The express train of Opportunity stops but once at your station. If you miss it, it will never again matter that you almost caught it.

Another was—

Practise concentration. Fix your mind on the job in hand. Aim to do it a little better than such a job was ever done before. It is related of Thomas Alva Edison that, at the early age of seven, he——

And this:—

Oh, how many a young man, standing at the parting of life's main roads, has lost for ever the golden opportunity because he stopped to light a cigarette!'

Henry replaced the book under the pile of exchanges. A copy of last week's Voice lay there.

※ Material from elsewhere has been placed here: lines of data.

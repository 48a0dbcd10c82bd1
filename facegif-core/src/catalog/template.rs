//! `{name}` placeholders inside layer fragments.
//!
//! A placeholder is a `{...}` span whose contents are a non-empty run of ASCII alphanumerics,
//! `_` or `-`. Anything else between braces (CSS blocks, for example) is copied verbatim.

/// Iterate placeholder names in order of appearance.
pub fn placeholders(fragment: &str) -> impl Iterator<Item = &str> {
    Spans { rest: fragment }.filter_map(|span| match span {
        Span::Placeholder(name) => Some(name),
        Span::Text(_) => None,
    })
}

/// Replace every placeholder with the value returned by `lookup`.
///
/// Returns the first unresolved placeholder name as the error.
pub fn fill<'a, F>(fragment: &'a str, mut lookup: F) -> Result<String, &'a str>
where
    F: FnMut(&str) -> Option<&'a str>,
{
    let mut out = String::with_capacity(fragment.len());
    for span in (Spans { rest: fragment }) {
        match span {
            Span::Text(t) => out.push_str(t),
            Span::Placeholder(name) => out.push_str(lookup(name).ok_or(name)?),
        }
    }
    Ok(out)
}

/// Names usable as placeholders (and as category names).
pub fn is_placeholder_name(s: &str) -> bool {
    !s.is_empty()
        && s
            .bytes()
            .all(|b| b.is_ascii_alphanumeric() || b == b'_' || b == b'-')
}

enum Span<'a> {
    Text(&'a str),
    Placeholder(&'a str),
}

struct Spans<'a> {
    rest: &'a str,
}

impl<'a> Iterator for Spans<'a> {
    type Item = Span<'a>;

    fn next(&mut self) -> Option<Span<'a>> {
        if self.rest.is_empty() {
            return None;
        }

        let Some(open) = self.rest.find('{') else {
            let text = self.rest;
            self.rest = "";
            return Some(Span::Text(text));
        };
        if open > 0 {
            let (text, rest) = self.rest.split_at(open);
            self.rest = rest;
            return Some(Span::Text(text));
        }

        // `rest` starts with '{'.
        if let Some(close) = self.rest[1..].find('}') {
            let inner = &self.rest[1..1 + close];
            if is_placeholder_name(inner) {
                self.rest = &self.rest[close + 2..];
                return Some(Span::Placeholder(inner));
            }
        }
        let (text, rest) = self.rest.split_at(1);
        self.rest = rest;
        Some(Span::Text(text))
    }
}

#[cfg(test)]
#[path = "../../tests/unit/catalog/template.rs"]
mod tests;
//! facegif turns text seeds into faces and faces into looping animated GIFs.
//!
//! # Pipeline overview
//!
//! 1. **Map**: `seed -> FaceDescriptor` via SHA-256 (see [`map`] for the exact scheme)
//! 2. **Compose**: `FaceDescriptor -> SVG` by layering catalog fragments in z-order
//! 3. **Rasterize**: `SVG -> FrameRGBA` (resvg, transparent background)
//! 4. **Encode**: frames -> animated GIF, one delay for every frame, looping forever
//!
//! The key design constraints:
//!
//! - **No unsafe**: `unsafe` is forbidden in this crate.
//! - **Deterministic**: the same seed list and duration always produce the same bytes.
//! - **Immutable catalog**: a [`ComponentCatalog`] is validated once and only read afterwards.
//! - **Fail fast**: invalid seed lists and durations are rejected before any rendering.
#![forbid(unsafe_code)]

mod catalog;
mod face;
mod foundation;
mod render;

/// Encoding sinks.
pub mod encode;
/// Parsing helpers for raw request values.
pub mod request;

pub use catalog::builtin::BUILTIN_COMBINATIONS;
pub use catalog::model::{CatalogDef, Category, CategoryKind, ComponentCatalog, ComponentOption};
pub use encode::gif::{GIF_CONTENT_TYPE, GifSink};
pub use encode::sink::{FrameSink, InMemorySink, SinkConfig};
pub use face::mapper::{FaceDescriptor, MAX_CATEGORIES, Selection, map, map_all};
pub use foundation::core::{
    Canvas, DEFAULT_FRAME_DURATION_MS, FrameDuration, FrameIndex, MAX_CANVAS_DIM,
    MAX_FRAME_DURATION_MS, MAX_SEEDS,
};
pub use foundation::error::{FaceError, FaceResult};
pub use render::compose::compose_svg;
pub use render::pipeline::{
    animate, render, render_frame, render_frames, render_into, render_request,
};
pub use render::raster::{FrameRGBA, parse_svg, rasterize_svg, unpremultiply_rgba8_in_place};
pub use request::{AnimationRequest, parse_duration, parse_seed_list};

It was the first time he had let an issue of the paper go by without reading and re-reading every line of his own work. But he had, during these five days, passed through one of life's great revolutions. Besides, he had been put on a salary basis. When on space-rates, it had been necessary to cut everything out and paste it up into a 'string' for measurement. It came to him now, with a warm little uprush of memory, that the best piece of writing he had ever done would be in this issue.

He opened the paper. There was his story, occupying all of page three that wasn't given up to advertisements. This was better than working. Besides, he ought to go over it. He settled down to it.